── RECORDS FOR THE EXERCISE

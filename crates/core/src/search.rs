//! Catalog search: query normalization, filtering and result rendering.
//!
//! Matching is a case-insensitive substring test against an entry's name,
//! description and each feature keyword. There is no tokenization and no
//! ranking: results keep catalog order.

use maud::{Markup, html};

use crate::catalog::{Catalog, CatalogEntry};

/// A normalized search query (lower-cased, trimmed).
#[derive(Debug, Clone, PartialEq, Eq)]
pub struct SearchQuery(String);

impl SearchQuery {
    /// Normalize raw input-box text.
    pub fn parse(raw: &str) -> Self {
        Self(raw.trim().to_lowercase())
    }

    pub fn as_str(&self) -> &str {
        &self.0
    }

    pub fn is_empty(&self) -> bool {
        self.0.is_empty()
    }

    /// Whether this query is contained in the entry's name, description or any feature.
    pub fn matches(&self, entry: &CatalogEntry) -> bool {
        let needle = self.0.as_str();
        entry.name.to_lowercase().contains(needle)
            || entry.description.to_lowercase().contains(needle)
            || entry.features.iter().any(|f| f.to_lowercase().contains(needle))
    }
}

/// Outcome of running one query over the catalog.
#[derive(Debug, Clone, PartialEq, Eq)]
pub enum SearchOutcome<'a> {
    /// Empty or whitespace-only query: nothing to show.
    Idle,
    /// Non-empty query with no matching entries.
    NoResults(SearchQuery),
    /// Matching entries, in catalog order.
    Matches(SearchQuery, Vec<&'a CatalogEntry>),
}

impl SearchOutcome<'_> {
    /// Whether the results panel should be visible.
    pub fn shows_panel(&self) -> bool {
        !matches!(self, SearchOutcome::Idle)
    }

    /// Rendered results panel contents. Empty for `Idle`.
    pub fn render(&self) -> Markup {
        match self {
            SearchOutcome::Idle => html! {},
            SearchOutcome::NoResults(query) => render_no_results(query),
            SearchOutcome::Matches(_, entries) => html! {
                @for entry in entries {
                    (render_result_row(entry))
                }
            },
        }
    }
}

/// Filter the catalog by raw query text.
pub fn search<'a>(catalog: &'a Catalog, raw: &str) -> SearchOutcome<'a> {
    let query = SearchQuery::parse(raw);
    if query.is_empty() {
        return SearchOutcome::Idle;
    }

    let matches: Vec<&CatalogEntry> = catalog.iter().filter(|entry| query.matches(entry)).collect();
    if matches.is_empty() { SearchOutcome::NoResults(query) } else { SearchOutcome::Matches(query, matches) }
}

fn render_result_row(entry: &CatalogEntry) -> Markup {
    html! {
        a.search-result-item href=(entry.url) {
            div.search-result-icon {
                i class=(entry.icon) {}
            }
            div.search-result-content {
                h4 { (entry.name) }
            }
            div.search-result-arrow {
                i.fas.fa-chevron-right {}
            }
        }
    }
}

fn render_no_results(query: &SearchQuery) -> Markup {
    html! {
        div.search-no-results {
            i.fas.fa-search {}
            p { "Nenhum resultado encontrado para \"" (query.as_str()) "\"" }
        }
    }
}

/// Markup for a search bar, used when the header fragment does not carry one.
pub fn search_bar() -> Markup {
    html! {
        div.search-bar {
            i.fas.fa-search.search-icon {}
            input.search-input type="text" placeholder="Buscar lojas, produtos, serviços...";
            button.search-clear style="display: none;" {
                i.fas.fa-times {}
            }
        }
        div.search-results {}
    }
}

#[cfg(test)]
mod tests {
    use super::*;

    fn names<'a>(outcome: &SearchOutcome<'a>) -> Vec<&'a str> {
        match outcome {
            SearchOutcome::Matches(_, entries) => entries.iter().map(|e| e.name.as_str()).collect(),
            _ => Vec::new(),
        }
    }

    #[test]
    fn test_query_normalization() {
        assert_eq!(SearchQuery::parse("  SteAM \t").as_str(), "steam");
        assert!(SearchQuery::parse("   ").is_empty());
    }

    #[test]
    fn test_empty_and_whitespace_queries_are_idle() {
        let catalog = Catalog::default();
        for raw in ["", " ", "\t\n  "] {
            let outcome = search(&catalog, raw);
            assert_eq!(outcome, SearchOutcome::Idle);
            assert!(!outcome.shows_panel());
            assert!(outcome.render().into_string().is_empty());
        }
    }

    #[test]
    fn test_steam_matches_system_only() {
        let catalog = Catalog::default();
        let outcome = search(&catalog, "steam");
        assert_eq!(names(&outcome), ["RSX System"]);

        let html = outcome.render().into_string();
        assert_eq!(html.matches("search-result-item").count(), 1);
        assert!(html.contains(r#"href="/rsx-system""#));
        assert!(html.contains("fas fa-gamepad"));
        assert!(html.contains("<h4>RSX System</h4>"));
    }

    #[test]
    fn test_no_results_contains_query() {
        let catalog = Catalog::default();
        let outcome = search(&catalog, "xyz123");
        assert!(matches!(outcome, SearchOutcome::NoResults(_)));
        assert!(outcome.shows_panel());
        let html = outcome.render().into_string();
        assert!(html.contains("search-no-results"));
        assert!(html.contains("xyz123"));
    }

    #[test]
    fn test_results_keep_catalog_order() {
        let catalog = Catalog::default();
        let outcome = search(&catalog, "rsx");
        assert_eq!(names(&outcome), ["RSX Store", "RSX Bots", "RSX System"]);
    }

    #[test]
    fn test_case_insensitive_feature_match() {
        let catalog = Catalog::default();
        assert_eq!(names(&search(&catalog, "DISCORD")), ["RSX Bots"]);
        assert_eq!(names(&search(&catalog, "Automação")), ["RSX Bots"]);
        assert_eq!(names(&search(&catalog, "gift")), ["RSX System"]);
    }

    #[test]
    fn test_no_false_positives_or_negatives() {
        let catalog = Catalog::default();
        for raw in ["a", "st", "entrega", "api", "gaming", "zzz", "digitais", "o"] {
            let query = SearchQuery::parse(raw);
            let expected: Vec<&str> =
                catalog.iter().filter(|e| query.matches(e)).map(|e| e.name.as_str()).collect();
            assert_eq!(names(&search(&catalog, raw)), expected, "query {raw:?}");
        }
    }

    #[test]
    fn test_rendered_query_is_escaped() {
        let catalog = Catalog::default();
        let html = search(&catalog, "<b>x").render().into_string();
        assert!(html.contains("&lt;b&gt;x"));
        assert!(!html.contains("<b>x"));
    }

    #[test]
    fn test_search_bar_markup() {
        let html = search_bar().into_string();
        assert!(html.contains("search-input"));
        assert!(html.contains("search-clear"));
        assert!(html.contains("search-results"));
    }
}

────

ASSIGNMENT
Copy every line of the data above exactly.

EXERCISE OUTPUT
filename crates/core/src/search.rs
//! Catalog search: query normalization, filtering and result rendering.
//!
//! Matching is a case-insensitive substring test against an entry's name,
//! description and each feature keyword. There is no tokenization and no
//! ranking: results keep catalog order.

use maud::{Markup, html};

use crate::catalog::{Catalog, CatalogEntry};

/// A normalized search query (lower-cased, trimmed).
#[derive(Debug, Clone, PartialEq, Eq)]
pub struct SearchQuery(String);

impl SearchQuery {
    /// Normalize raw input-box text.
    pub fn parse(raw: &str) -> Self {
        Self(raw.trim().to_lowercase())
    }

    pub fn as_str(&self) -> &str {
        &self.0
    }

    pub fn is_empty(&self) -> bool {
        self.0.is_empty()
    }

    /// Whether this query is contained in the entry's name, description or any feature.
    pub fn matches(&self, entry: &CatalogEntry) -> bool {
        let needle = self.0.as_str();
        entry.name.to_lowercase().contains(needle)
            || entry.description.to_lowercase().contains(needle)
            || entry.features.iter().any(|f| f.to_lowercase().contains(needle))
    }
}

/// Outcome of running one query over the catalog.
#[derive(Debug, Clone, PartialEq, Eq)]
pub enum SearchOutcome<'a> {
    /// Empty or whitespace-only query: nothing to show.
    Idle,
    /// Non-empty query with no matching entries.
    NoResults(SearchQuery),
    /// Matching entries, in catalog order.
    Matches(SearchQuery, Vec<&'a CatalogEntry>),
}

impl SearchOutcome<'_> {
    /// Whether the results panel should be visible.
    pub fn shows_panel(&self) -> bool {
        !matches!(self, SearchOutcome::Idle)
    }

    /// Rendered results panel contents. Empty for `Idle`.
    pub fn render(&self) -> Markup {
        match self {
            SearchOutcome::Idle => html! {},
            SearchOutcome::NoResults(query) => render_no_results(query),
            SearchOutcome::Matches(_, entries) => html! {
                @for entry in entries {
                    (render_result_row(entry))
                }
            },
        }
    }
}

/// Filter the catalog by raw query text.
pub fn search<'a>(catalog: &'a Catalog, raw: &str) -> SearchOutcome<'a> {
    let query = SearchQuery::parse(raw);
    if query.is_empty() {
        return SearchOutcome::Idle;
    }

    let matches: Vec<&CatalogEntry> = catalog.iter().filter(|entry| query.matches(entry)).collect();
    if matches.is_empty() { SearchOutcome::NoResults(query) } else { SearchOutcome::Matches(query, matches) }
}

fn render_result_row(entry: &CatalogEntry) -> Markup {
    html! {
        a.search-result-item href=(entry.url) {
            div.search-result-icon {
                i class=(entry.icon) {}
            }
            div.search-result-content {
                h4 { (entry.name) }
            }
            div.search-result-arrow {
                i.fas.fa-chevron-right {}
            }
        }
    }
}

fn render_no_results(query: &SearchQuery) -> Markup {
    html! {
        div.search-no-results {
            i.fas.fa-search {}
            p { "Nenhum resultado encontrado para \"" (query.as_str()) "\"" }
        }
    }
}

/// Markup for a search bar, used when the header fragment does not carry one.
pub fn search_bar() -> Markup {
    html! {
        div.search-bar {
            i.fas.fa-search.search-icon {}
            input.search-input type="text" placeholder="Buscar lojas, produtos, serviços...";
            button.search-clear style="display: none;" {
                i.fas.fa-times {}
            }
        }
        div.search-results {}
    }
}

#[cfg(test)]
mod tests {
    use super::*;

    fn names<'a>(outcome: &SearchOutcome<'a>) -> Vec<&'a str> {
        match outcome {
            SearchOutcome::Matches(_, entries) => entries.iter().map(|e| e.name.as_str()).collect(),
            _ => Vec::new(),
        }
    }

    #[test]
    fn test_query_normalization() {
        assert_eq!(SearchQuery::parse("  SteAM \t").as_str(), "steam");
        assert!(SearchQuery::parse("   ").is_empty());
    }

    #[test]
    fn test_empty_and_whitespace_queries_are_idle() {
        let catalog = Catalog::default();
        for raw in ["", " ", "\t\n  "] {
            let outcome = search(&catalog, raw);
            assert_eq!(outcome, SearchOutcome::Idle);
            assert!(!outcome.shows_panel());
            assert!(outcome.render().into_string().is_empty());
        }
    }

    #[test]
    fn test_steam_matches_system_only() {
        let catalog = Catalog::default();
        let outcome = search(&catalog, "steam");
        assert_eq!(names(&outcome), ["RSX System"]);

        let html = outcome.render().into_string();
        assert_eq!(html.matches("search-result-item").count(), 1);
        assert!(html.contains(r#"href="/rsx-system""#));
        assert!(html.contains("fas fa-gamepad"));
        assert!(html.contains("<h4>RSX System</h4>"));
    }

    #[test]
    fn test_no_results_contains_query() {
        let catalog = Catalog::default();
        let outcome = search(&catalog, "xyz123");
        assert!(matches!(outcome, SearchOutcome::NoResults(_)));
        assert!(outcome.shows_panel());
        let html = outcome.render().into_string();
        assert!(html.contains("search-no-results"));
        assert!(html.contains("xyz123"));
    }

    #[test]
    fn test_results_keep_catalog_order() {
        let catalog = Catalog::default();
        let outcome = search(&catalog, "rsx");
        assert_eq!(names(&outcome), ["RSX Store", "RSX Bots", "RSX System"]);
    }

    #[test]
    fn test_case_insensitive_feature_match() {
        let catalog = Catalog::default();
        assert_eq!(names(&search(&catalog, "DISCORD")), ["RSX Bots"]);
        assert_eq!(names(&search(&catalog, "Automação")), ["RSX Bots"]);
        assert_eq!(names(&search(&catalog, "gift")), ["RSX System"]);
    }

    #[test]
    fn test_no_false_positives_or_negatives() {
        let catalog = Catalog::default();
        for raw in ["a", "st", "entrega", "api", "gaming", "zzz", "digitais", "o"] {
            let query = SearchQuery::parse(raw);
            let expected: Vec<&str> =
                catalog.iter().filter(|e| query.matches(e)).map(|e| e.name.as_str()).collect();
            assert_eq!(names(&search(&catalog, raw)), expected, "query {raw:?}");
        }
    }

    #[test]
    fn test_rendered_query_is_escaped() {
        let catalog = Catalog::default();
        let html = search(&catalog, "<b>x").render().into_string();
        assert!(html.contains("&lt;b&gt;x"));
        assert!(!html.contains("<b>x"));
    }

    #[test]
    fn test_search_bar_markup() {
        let html = search_bar().into_string();
        assert!(html.contains("search-input"));
        assert!(html.contains("search-clear"));
        assert!(html.contains("search-results"));
    }
}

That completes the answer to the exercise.